Educational MicroSims transform abstract geometry concepts into visual, interactive, manipulable experiences that enable students to learn through exploration and experimentation. Each MicroSim addresses specific learning objectives while maintaining the pedagogical rigor and technical quality necessary for educational deployment in high school geometry courses (grades 9-12).

Development Process

Step 1: Educational Requirements Specification

Before generating code, articulate the educational purpose:

1. Geometry Topic: What specific geometry concept does this simulation teach? (e.g., circle properties, triangle congruence, transformations)
2. Grade Level: High School (9-12) - assumes basic algebra knowledge
3. Learning Objectives: What should students understand after using this simulation? (Align with Bloom's Taxonomy: Remember, Understand, Apply, Analyze, Evaluate, Create)
4. Duration: Typical engagement time (5-15 minutes recommended)
5. Prerequisites: What geometry/algebra knowledge must students have before using this?
6. Assessment Opportunities: How can educators verify learning?

Step 2: MicroSim Implementation with p5.js

Generate a self-contained, interactive p5.js simulation following the standardized MicroSim architecture. The program is width responsive.

Folder Structure

Each MicroSim is contained in a folder within the /docs/sims directory. The folder name is $MICROSIM_NAME

/docs/sims/$MICROSIM_NAME/
/docs/sims/$MICROSIM_NAME/index.md                      # Main documentation page with iframe and educational content
/docs/sims/$MICROSIM_NAME/$MICROSIM_NAME.html           # HTML5 file with p5.js CDN link
/docs/sims/$MICROSIM_NAME/$MICROSIM_NAME.js             # All the p5.js JavaScript code
/docs/sims/$MICROSIM_NAME/$MICROSIM_NAME.png            # Screenshot for documentation (optional)

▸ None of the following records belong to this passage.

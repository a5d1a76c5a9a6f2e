//! Response envelopes and error translation.
//!
//! # Responsibilities
//! - Shape the uniform `{ success, data, message, error }` envelope
//! - Map `ContactError` variants onto status codes at the router boundary
//! - Log unexpected store failures without leaking internals
//!
//! # Design Decisions
//! - One translation point: handlers return `Result<_, ContactError>` and
//!   never build failure envelopes themselves
//! - Store failures log server-side; the client sees a generic message
//!   plus the error's textual form in the `error` field

use axum::http::StatusCode;
use axum::response::{IntoResponse, Response};
use axum::Json;
use serde::Serialize;

use crate::contacts::ContactError;

/// The uniform JSON wrapper returned by every API response.
#[derive(Debug, Serialize)]
pub struct ApiResponse<T> {
    pub success: bool,
    #[serde(skip_serializing_if = "Option::is_none")]
    pub data: Option<T>,
    #[serde(skip_serializing_if = "Option::is_none")]
    pub message: Option<String>,
    #[serde(skip_serializing_if = "Option::is_none")]
    pub error: Option<String>,
}

impl<T: Serialize> ApiResponse<T> {
    /// Success with a payload.
    pub fn ok(data: T) -> Self {
        Self {
            success: true,
            data: Some(data),
            message: None,
            error: None,
        }
    }

    /// Success with a payload and a human-readable message.
    pub fn ok_with_message(data: T, message: impl Into<String>) -> Self {
        Self {
            success: true,
            data: Some(data),
            message: Some(message.into()),
            error: None,
        }
    }
}

impl ApiResponse<()> {
    /// Success with a message only (delete acknowledgements).
    pub fn message(message: impl Into<String>) -> Self {
        Self {
            success: true,
            data: None,
            message: Some(message.into()),
            error: None,
        }
    }

    /// Failure with a message only.
    pub fn failure(message: impl Into<String>) -> Self {
        Self {
            success: false,
            data: None,
            message: Some(message.into()),
            error: None,
        }
    }

    /// Failure with a message and the underlying error's text.
    pub fn failure_with_detail(message: impl Into<String>, error: impl Into<String>) -> Self {
        Self {
            success: false,
            data: None,
            message: Some(message.into()),
            error: Some(error.into()),
        }
    }
}

impl IntoResponse for ContactError {
    fn into_response(self) -> Response {
        let (status, body) = match &self {
            ContactError::Validation(message) => {
                (StatusCode::BAD_REQUEST, ApiResponse::failure(message.clone()))
            }
            ContactError::DuplicatePhone => (
                StatusCode::BAD_REQUEST,
                ApiResponse::failure("phone number already in use"),
            ),
            ContactError::NotFound(_) => (
                StatusCode::NOT_FOUND,
                ApiResponse::failure("contact not found"),
            ),
            ContactError::Store(e) => {
                tracing::error!(error = %e, "Store operation failed");
                (
                    StatusCode::INTERNAL_SERVER_ERROR,
                    ApiResponse::failure_with_detail("internal server error", e.to_string()),
                )
            }
        };
        (status, Json(body)).into_response()
    }
}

Important: After creating a new MicroSim, update /mkdocs.yml navigation to include the new sim under the MicroSims section.

1. A new folder will be created in the /docs/sims area. The folder name contains only lowercase letters and dashes. This will be the MICROSIM_NAME
2. An index.md file will be generated in the folder that describes the MicroSim and contains an iframe reference to the HTML file
3. A small HTML file will contain the title, link to the p5.js library from the CDN and include the JavaScript file
4. The JavaScript file contains all p5.js code following the standardized architecture

Technical Architecture Standards

Canvas Structure (REQUIRED)

Every MicroSim must have two regions:

1. Top drawing region with a fixed height called drawHeight
2. Controls region below the drawing region that contains buttons and sliders with a fixed height called controlHeight

The width of the canvas is resized according to the container. It is set initially, but reset in the draw loop.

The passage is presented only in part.